## [Your instructions]
Write the entries again exactly, with no line missing.

## [Provided information]
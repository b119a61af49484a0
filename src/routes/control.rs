//! # routes::control
//!
//! Operator switches: the risk kill switch, per-venue enable, and the
//! auto-trading master switch.
//!
//! | Method | Path                         | Description                     |
//! |--------|------------------------------|---------------------------------|
//! | POST   | `/api/risk/kill`             | Trip the kill switch            |
//! | POST   | `/api/risk/rearm`            | Clear it, reset failure count   |
//! | GET    | `/api/risk/status`           | Gate state + limits             |
//! | GET    | `/api/venues`                | Enabled venues, paper account   |
//! | POST   | `/api/venues/:venue`         | `{ "enabled": bool }`           |
//! | POST   | `/api/auto-trading`          | `{ "enabled": bool }`           |

use axum::{
    extract::{Path, State},
    response::IntoResponse,
    Json,
};
use serde::Deserialize;
use serde_json::json;

use crate::error::AppError;
use crate::models::VenueKind;
use crate::state::SharedState;

#[derive(Deserialize)]
pub struct KillBody {
    pub reason: Option<String>,
}

#[derive(Deserialize)]
pub struct ToggleBody {
    pub enabled: bool,
}

// ─── Kill Switch ──────────────────────────────────────────────────────────────

/// POST /api/risk/kill, body is optional
pub async fn kill_switch_on(
    State(state): State<SharedState>,
    body: Option<Json<KillBody>>,
) -> impl IntoResponse {
    let reason = body
        .and_then(|Json(b)| b.reason)
        .unwrap_or_else(|| "Manual kill via API".to_string());
    state.risk.kill(&reason).await;

    Json(json!({ "ok": true, "killed": true, "reason": reason }))
}

/// POST /api/risk/rearm
pub async fn kill_switch_off(State(state): State<SharedState>) -> impl IntoResponse {
    state.risk.rearm().await;
    Json(json!({ "ok": true, "killed": false }))
}

/// GET /api/risk/status
pub async fn get_risk_status(State(state): State<SharedState>) -> impl IntoResponse {
    let status = state.risk.status().await;
    Json(json!({ "ok": true, "risk": status }))
}

// ─── Venues ───────────────────────────────────────────────────────────────────

/// GET /api/venues
pub async fn get_venues(State(state): State<SharedState>) -> impl IntoResponse {
    let router = state.executor.router();
    let paper_account = match &state.paper {
        Some(paper) => {
            let account = paper.account().await;
            Some(json!({
                "win_rate":      account.win_rate(),
                "account":       account,
                "net_quantity":  paper.net_quantity().await,
                "resting_stops": paper.resting_stop_count().await,
            }))
        }
        None => None,
    };

    Json(json!({
        "ok":            true,
        "enabled":       router.enabled_venues(),
        "price":         router.current_price().await,
        "market_open":   router.is_market_open().await,
        "paper_account": paper_account,
        "auto_trading":  state.executor.auto_trading(),
    }))
}

/// POST /api/venues/:venue, `paper` or `live`
pub async fn set_venue(
    State(state): State<SharedState>,
    Path(venue): Path<String>,
    Json(body): Json<ToggleBody>,
) -> Result<impl IntoResponse, AppError> {
    let kind = match venue.to_ascii_lowercase().as_str() {
        "paper" => VenueKind::Paper,
        "live"  => VenueKind::Live,
        other   => return Err(AppError::BadRequest(format!("unknown venue '{other}'"))),
    };

    let router = state.executor.router();
    if !router.set_enabled(kind, body.enabled) {
        return Err(AppError::NotFound(format!("venue {kind} is not registered")));
    }

    Ok(Json(json!({
        "ok":      true,
        "venue":   kind,
        "enabled": body.enabled,
        "active":  router.enabled_venues(),
    })))
}

/// POST /api/auto-trading
pub async fn set_auto_trading(
    State(state): State<SharedState>,
    Json(body): Json<ToggleBody>,
) -> impl IntoResponse {
    state.executor.set_auto_trading(body.enabled);
    Json(json!({ "ok": true, "auto_trading": body.enabled }))
}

## [Solution for this task]
repository b119a61af49484a0
filename src/routes/control.rs
//! # routes::control
//!
//! Operator switches: the risk kill switch, per-venue enable, and the
//! auto-trading master switch.
//!
//! | Method | Path                         | Description                     |
//! |--------|------------------------------|---------------------------------|
//! | POST   | `/api/risk/kill`             | Trip the kill switch            |
//! | POST   | `/api/risk/rearm`            | Clear it, reset failure count   |
//! | GET    | `/api/risk/status`           | Gate state + limits             |
//! | GET    | `/api/venues`                | Enabled venues, paper account   |
//! | POST   | `/api/venues/:venue`         | `{ "enabled": bool }`           |
//! | POST   | `/api/auto-trading`          | `{ "enabled": bool }`           |

use axum::{
    extract::{Path, State},
    response::IntoResponse,
    Json,
};
use serde::Deserialize;
use serde_json::json;

use crate::error::AppError;
use crate::models::VenueKind;
use crate::state::SharedState;

#[derive(Deserialize)]
pub struct KillBody {
    pub reason: Option<String>,
}

#[derive(Deserialize)]
pub struct ToggleBody {
    pub enabled: bool,
}

// ─── Kill Switch ──────────────────────────────────────────────────────────────

/// POST /api/risk/kill, body is optional
pub async fn kill_switch_on(
    State(state): State<SharedState>,
    body: Option<Json<KillBody>>,
) -> impl IntoResponse {
    let reason = body
        .and_then(|Json(b)| b.reason)
        .unwrap_or_else(|| "Manual kill via API".to_string());
    state.risk.kill(&reason).await;

    Json(json!({ "ok": true, "killed": true, "reason": reason }))
}

/// POST /api/risk/rearm
pub async fn kill_switch_off(State(state): State<SharedState>) -> impl IntoResponse {
    state.risk.rearm().await;
    Json(json!({ "ok": true, "killed": false }))
}

/// GET /api/risk/status
pub async fn get_risk_status(State(state): State<SharedState>) -> impl IntoResponse {
    let status = state.risk.status().await;
    Json(json!({ "ok": true, "risk": status }))
}

// ─── Venues ───────────────────────────────────────────────────────────────────

/// GET /api/venues
pub async fn get_venues(State(state): State<SharedState>) -> impl IntoResponse {
    let router = state.executor.router();
    let paper_account = match &state.paper {
        Some(paper) => {
            let account = paper.account().await;
            Some(json!({
                "win_rate":      account.win_rate(),
                "account":       account,
                "net_quantity":  paper.net_quantity().await,
                "resting_stops": paper.resting_stop_count().await,
            }))
        }
        None => None,
    };

    Json(json!({
        "ok":            true,
        "enabled":       router.enabled_venues(),
        "price":         router.current_price().await,
        "market_open":   router.is_market_open().await,
        "paper_account": paper_account,
        "auto_trading":  state.executor.auto_trading(),
    }))
}

/// POST /api/venues/:venue, `paper` or `live`
pub async fn set_venue(
    State(state): State<SharedState>,
    Path(venue): Path<String>,
    Json(body): Json<ToggleBody>,
) -> Result<impl IntoResponse, AppError> {
    let kind = match venue.to_ascii_lowercase().as_str() {
        "paper" => VenueKind::Paper,
        "live"  => VenueKind::Live,
        other   => return Err(AppError::BadRequest(format!("unknown venue '{other}'"))),
    };

    let router = state.executor.router();
    if !router.set_enabled(kind, body.enabled) {
        return Err(AppError::NotFound(format!("venue {kind} is not registered")));
    }

    Ok(Json(json!({
        "ok":      true,
        "venue":   kind,
        "enabled": body.enabled,
        "active":  router.enabled_venues(),
    })))
}

/// POST /api/auto-trading
pub async fn set_auto_trading(
    State(state): State<SharedState>,
    Json(body): Json<ToggleBody>,
) -> impl IntoResponse {
    state.executor.set_auto_trading(body.enabled);
    Json(json!({ "ok": true, "auto_trading": body.enabled }))
}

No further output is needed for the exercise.